New Madrid was the epicenter of the very powerful 1811–12 New Madrid earthquakes.

History

The first more or less permanent settlement at present-day New Madrid was established by bands of Shawnee, Delaware, Creek, and Cherokee who were turned into refugees due to the U.S. War for Independence. These refugee Native American bands accepted Spanish offers to settle on the west bank of the Mississippi River in the early 1780s. These mixed Native American groups established a settlement and informal trading post where a northward, horseshoe bend of the Mississippi met the Chepusa creek, which provided an easy place for landing boats. Native American hunters and European-American merchants made the settlement a location for processing the bounty of hunts, including the valuable but messy fat of bears and buffalo, which was used in preparing skins and furs. The settlement quickly acquired the name L’Anse a la Graise — “Cove of Grease” or “Greasy Cove.”    
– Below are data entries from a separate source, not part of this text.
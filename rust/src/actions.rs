#[derive(Debug, Clone)]
pub enum AppAction {
    // Session
    Login {
        username: String,
        email: Option<String>,
    },
    Logout,

    // Search
    SearchChanged {
        term: String,
    },
    Search,

    // Selection
    SelectPeer {
        username: String,
    },
    SelectUser {
        username: String,
    },

    // Commands
    Invite {
        username: String,
        text: String,
    },
    Accept {
        username: String,
    },
    Decline {
        username: String,
    },
    Block {
        username: String,
    },
    Unblock {
        username: String,
    },
    SendMessage {
        username: String,
        text: String,
    },

    // UI
    ClearError,
}

impl AppAction {
    /// Log-safe action tag (never includes message text).
    pub fn tag(&self) -> &'static str {
        match self {
            // Session
            AppAction::Login { .. } => "Login",
            AppAction::Logout => "Logout",

            // Search
            AppAction::SearchChanged { .. } => "SearchChanged",
            AppAction::Search => "Search",

            // Selection
            AppAction::SelectPeer { .. } => "SelectPeer",
            AppAction::SelectUser { .. } => "SelectUser",

            // Commands
            AppAction::Invite { .. } => "Invite",
            AppAction::Accept { .. } => "Accept",
            AppAction::Decline { .. } => "Decline",
            AppAction::Block { .. } => "Block",
            AppAction::Unblock { .. } => "Unblock",
            AppAction::SendMessage { .. } => "SendMessage",

            // UI
            AppAction::ClearError => "ClearError",
        }
    }
}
European Americans renamed the settlement New Madrid in about 1780 under the auspices of Spanish Governor Bernardo de Gálvez, who was appointed to rule Spanish Louisiana (the land west of the Mississippi River), and Manuel Pérez, Lieutenant Governor of Upper Louisiana in Saint Louis. They welcomed settlers from the United States, but required them to become subjects of the Spanish crown. In addition, they had to agree to live under the guidance of his appointed empresario, Colonel George Morgan, an American Revolutionary War veteran from New Jersey. Morgan recruited a number of American families to settle at New Madrid, attracting a few hundred people to the region. Settlement in the 1790s and early 1800s remained relatively low due to the physical geography of New Madrid and its hinterlands. The Mississippi frequently washed away the town's river banks, and a Spanish fort was washed away. Surrounded by low, swampy land, New Madrid developed a well-earned reputation for illnesses, especially in the summer and fall. Spanish censuses taken in the late 1790s recorded around 800 residents at the village of New Madrid. New Madrid continued to operate as a site of exchange between Native Americans in the St. Francis River Valley and European American traders operating out of New Madrid.  

In 1800, Spain traded the territory back to France in the Third Treaty of San Ildefonso. After trying to regain control of Saint-Domingue (the present Haiti), where a slave rebellion was underway, Napoleon gave up on his North American colonies, agreeing to sell this territory to the United States in 1803 as part of the Louisiana Purchase.

The area is noted as the site of a series of more than 1,000 earthquakes in 1811 and 1812, ranging up to approximately magnitude 8, the most powerful non-subduction zone earthquake ever recorded in the United States. New Madrid lies far from any plate boundaries, but it is on the New Madrid Seismic Zone. The major earthquake was felt as far away as the East Coast.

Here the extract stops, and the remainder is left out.